Député de la République en marche, Stanislas Guérini a déclaré ce matin qu’il n’y a rien « contre les retraités dans la politique du gouvernement ». Dans ce cas il n’y a rien pour eux non plus. M. Macron a rencontré des seniors récemment et il ne leur a pas tenu ce langage, au contraire. Il leur a dit qu’il voulait encourager le travail, qu’il devait d’abord augmenter le pouvoir d’achat des actifs. Si ses interlocuteurs avaient été économistes, ils auraient pu répondre qu’ils sont des consommateurs comme les autres et, s’ils avaient eu la repartie politique, qu’ils auraient pu être des électeurs fidèles de la REM. Ils ont simplement constaté qu’ils se serrent de plus en plus la ceinture, étant entendu que les cas sont variables et que l’ancien cadre supérieur vit mieux que l’ancien ouvrier.

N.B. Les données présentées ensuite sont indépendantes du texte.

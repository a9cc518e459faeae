use std::sync::Arc;

use image::{RgbaImage, imageops};

use crate::{
    effects::{
        blur::gaussian_blur_rgba8,
        chain::{EffectChain, VideoEffect},
        composite::over_in_place,
    },
    foundation::{
        core::FrameSize,
        error::{VidfxError, VidfxResult},
    },
    render::FrameRGBA,
};

/// Applies an [`EffectChain`] to decoded frames.
///
/// Holds only the shared chain, so clones can run on separate threads.
#[derive(Clone, Debug)]
pub struct FrameProcessor {
    chain: Arc<EffectChain>,
}

impl FrameProcessor {
    pub fn new(chain: Arc<EffectChain>) -> Self {
        Self { chain }
    }

    pub fn chain(&self) -> &EffectChain {
        &self.chain
    }

    pub fn output_size(&self) -> FrameSize {
        self.chain.output
    }

    pub fn process(&self, frame: FrameRGBA) -> VidfxResult<FrameRGBA> {
        if frame.size() != self.chain.source {
            return Err(VidfxError::media_read(format!(
                "decoded frame is {}x{}, expected {}x{}",
                frame.width, frame.height, self.chain.source.width, self.chain.source.height
            )));
        }
        if self.chain.is_passthrough() {
            return Ok(frame);
        }

        let mut img = frame.into_image()?;
        for effect in &self.chain.video {
            img = apply_effect(img, effect)?;
        }

        let out = FrameRGBA::from_image(img);
        debug_assert_eq!(out.size(), self.chain.output);
        Ok(out)
    }
}

fn apply_effect(mut img: RgbaImage, effect: &VideoEffect) -> VidfxResult<RgbaImage> {
    match effect {
        VideoEffect::Rotate { turns } => Ok(match turns.get() {
            1 => imageops::rotate90(&img),
            2 => imageops::rotate180(&img),
            3 => imageops::rotate270(&img),
            _ => img,
        }),
        VideoEffect::Flip { x, y } => {
            if *x {
                imageops::flip_horizontal_in_place(&mut img);
            }
            if *y {
                imageops::flip_vertical_in_place(&mut img);
            }
            Ok(img)
        }
        VideoEffect::Crop { rect } => {
            if rect.right() > img.width() || rect.bottom() > img.height() {
                return Err(VidfxError::geometry(format!(
                    "crop {rect:?} exceeds the {}x{} frame",
                    img.width(),
                    img.height()
                )));
            }
            Ok(imageops::crop_imm(&img, rect.x, rect.y, rect.width, rect.height).to_image())
        }
        VideoEffect::Scale { size, .. } => {
            if img.dimensions() == (size.width, size.height) {
                return Ok(img);
            }
            Ok(imageops::resize(
                &img,
                size.width,
                size.height,
                imageops::FilterType::Triangle,
            ))
        }
        VideoEffect::ColorLut { lut } => {
            lut.apply_rgba8_in_place(&mut img)?;
            Ok(img)
        }
        VideoEffect::Blur { radius, .. } => {
            let (w, h) = img.dimensions();
            let blurred = gaussian_blur_rgba8(img.as_raw(), FrameSize::new(w, h), *radius)?;
            RgbaImage::from_raw(w, h, blurred)
                .ok_or_else(|| VidfxError::validation("blur output size mismatch"))
        }
        VideoEffect::Overlay { image } => {
            if image.dimensions() != img.dimensions() {
                return Err(VidfxError::geometry(format!(
                    "overlay is {:?}, frame is {:?}",
                    image.dimensions(),
                    img.dimensions()
                )));
            }
            over_in_place(&mut img, image.as_raw())?;
            Ok(img)
        }
    }
}

#[cfg(test)]
#[path = "../../tests/unit/render/cpu.rs"]
mod tests;
use crate::foundation::error::{VidfxError, VidfxResult};

pub use kurbo::{Affine, Point, Rect, Vec2};

/// Pixel dimensions of a frame.
#[derive(Clone, Copy, Debug, PartialEq, Eq, Hash, serde::Serialize, serde::Deserialize)]
pub struct FrameSize {
    pub width: u32,
    pub height: u32,
}

impl FrameSize {
    pub fn new(width: u32, height: u32) -> Self {
        Self { width, height }
    }

    pub fn is_empty(self) -> bool {
        self.width == 0 || self.height == 0
    }

    pub fn transposed(self) -> Self {
        Self {
            width: self.height,
            height: self.width,
        }
    }

    /// Number of bytes in a tightly packed RGBA8 buffer of this size.
    pub fn rgba8_len(self) -> VidfxResult<usize> {
        (self.width as usize)
            .checked_mul(self.height as usize)
            .and_then(|v| v.checked_mul(4))
            .ok_or_else(|| VidfxError::validation("frame buffer size overflow"))
    }
}

/// Integer rectangle in pixel space (origin top-left, y down).
#[derive(Clone, Copy, Debug, PartialEq, Eq, Hash, serde::Serialize, serde::Deserialize)]
pub struct PixelRect {
    pub x: u32,
    pub y: u32,
    pub width: u32,
    pub height: u32,
}

impl PixelRect {
    pub fn size(self) -> FrameSize {
        FrameSize::new(self.width, self.height)
    }

    pub fn right(self) -> u32 {
        self.x + self.width
    }

    pub fn bottom(self) -> u32 {
        self.y + self.height
    }

    pub fn to_rect(self) -> Rect {
        Rect::new(
            f64::from(self.x),
            f64::from(self.y),
            f64::from(self.right()),
            f64::from(self.bottom()),
        )
    }
}

/// Source time window in microseconds: start inclusive, end exclusive.
///
/// Either bound may be left open; an open end means "until the end of the source".
#[derive(Clone, Copy, Debug, Default, PartialEq, Eq, serde::Serialize, serde::Deserialize)]
pub struct TrimRange {
    pub start_us: Option<i64>,
    pub end_us: Option<i64>,
}

impl TrimRange {
    pub fn is_unbounded(self) -> bool {
        self.start_us.is_none() && self.end_us.is_none()
    }

    /// Resolve open bounds against the source duration.
    ///
    /// The result is clamped into `[0, duration_us]` and `end >= start` always holds.
    pub fn resolve(self, duration_us: i64) -> (i64, i64) {
        let duration_us = duration_us.max(0);
        let start = self.start_us.unwrap_or(0).clamp(0, duration_us);
        let end = self.end_us.unwrap_or(duration_us).clamp(start, duration_us);
        (start, end)
    }
}

pub fn micros_to_secs(us: i64) -> f64 {
    (us as f64) / 1_000_000.0
}

pub fn secs_to_micros(secs: f64) -> i64 {
    (secs * 1_000_000.0).round() as i64
}

#[cfg(test)]
#[path = "../../tests/unit/foundation/core.rs"]
mod tests;
//! Aspect-ratio preserving box fitting, used for thumbnails.

use crate::foundation::core::{FrameSize, PixelRect};
use crate::foundation::error::{VidfxError, VidfxResult};

#[derive(
    Clone, Copy, Debug, Default, PartialEq, Eq, Hash, serde::Serialize, serde::Deserialize,
    clap::ValueEnum,
)]
#[serde(rename_all = "lowercase")]
pub enum BoxFit {
    /// Fit entirely inside the target bounds.
    #[default]
    Contain,
    /// Fill the target bounds, cropping the excess around the center.
    Cover,
}

impl std::str::FromStr for BoxFit {
    type Err = VidfxError;

    fn from_str(s: &str) -> VidfxResult<Self> {
        match s.trim().to_ascii_lowercase().as_str() {
            "contain" => Ok(Self::Contain),
            "cover" => Ok(Self::Cover),
            other => Err(VidfxError::validation(format!(
                "box fit must be 'contain' or 'cover', got '{other}'"
            ))),
        }
    }
}

/// Result of fitting a source into target bounds.
#[derive(Clone, Copy, Debug, PartialEq, Eq)]
pub struct FitPlan {
    /// Size the source is resized to.
    pub resized: FrameSize,
    /// Region of the resized image that is kept (`Cover` only).
    pub crop: Option<PixelRect>,
}

impl FitPlan {
    pub fn output(&self) -> FrameSize {
        self.crop.map_or(self.resized, PixelRect::size)
    }
}

pub fn fit(source: FrameSize, target: FrameSize, mode: BoxFit) -> VidfxResult<FitPlan> {
    if source.is_empty() {
        return Err(VidfxError::validation("cannot fit an empty source"));
    }
    if target.is_empty() {
        return Err(VidfxError::validation("fit target must be non-zero"));
    }

    let wr = f64::from(target.width) / f64::from(source.width);
    let hr = f64::from(target.height) / f64::from(source.height);
    let scale = match mode {
        BoxFit::Contain => wr.min(hr),
        BoxFit::Cover => wr.max(hr),
    };

    // The axis that decided the ratio lands exactly on the target.
    let dim = |src: u32, ratio: f64, tgt: u32| {
        if ratio == scale {
            tgt
        } else {
            ((f64::from(src) * scale) as u32).max(1)
        }
    };
    let resized = FrameSize::new(
        dim(source.width, wr, target.width),
        dim(source.height, hr, target.height),
    );

    let crop = match mode {
        BoxFit::Contain => None,
        BoxFit::Cover => {
            let width = resized.width.min(target.width);
            let height = resized.height.min(target.height);
            if width == resized.width && height == resized.height {
                None
            } else {
                Some(PixelRect {
                    x: (resized.width - width) / 2,
                    y: (resized.height - height) / 2,
                    width,
                    height,
                })
            }
        }
    };

    Ok(FitPlan { resized, crop })
}

#[cfg(test)]
#[path = "../../tests/unit/geometry/fit.rs"]
mod tests;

Les régimes complémentaires de retraite, AGIRC et ARRCO, annoncent ce matin qu’ils ont divisé par deux leur déficit. Ils insistent sur la nécessité de prolonger les carrières pour parvenir à l’équilibre du financement des pensions. Ils ont raison mais, pour le moment, la réforme, qui doit concerner les actifs au premier chef, est lointaine. En attendant, ce sont les retraités qui financent la résorption du déficit des assurances vieillesse complémentaires. Il ne faut pas oublier qu’ils ont cotisé pendant toute leur vie professionnelle. Certes, ils ont payé non pas pour leur propres pensions mais pour celles des retraités qui les ont précédés. Ce n’est vrai toutefois que pour le retraité de base de la Sécurité sociale. Les régimes complémentaires fonctionnent selon un système d’acquisition de points. Or ceux qui veillent au fonctionnement des régimes de retraite n’ont cessé à travers les âges de diminuer le montant prévu de la pension  et d’augmenter les cotisations. Quand on dit qu’il n’y a pas de meilleur système parce qu’il est public et non privé, ceux qui touchent leur pension doivent se demander s’ils n’auraient pas mieux fait de gérer eux-mêmes l’épargne qu’ils ont confiée aux régimes.

Une injustice.

En réalité, les décisions du gouvernement sont dures et créent une injustice qui frappe non les actifs mais les retraités, lesquels ne devraient pas être la cible des économies souhaitées par le gouvernement. La seule solution réside dans la prolongation des carrières, un plus grand nombre d’années de cotisations, une date de départ à la retraite ajournée à 64, 65 ou même 66 ans. C’est l’état de la société qui le veut. Nous vivons plus longtemps et en meilleure forme. Nous pouvons travailler au-delà de 62 ans et il est plus bénéfique de rester actif que de se retirer complètement du monde du travail. Un salarié qui travaille un an de plus permet de faire une double économie : il ne puise pas dans les caisses de retraite et il cotise un an de plus aux régimes.

RICHARD LISCIA

PS- Je reviendrai lundi, dans le Quotidien du médecin, sur la grève des cheminots.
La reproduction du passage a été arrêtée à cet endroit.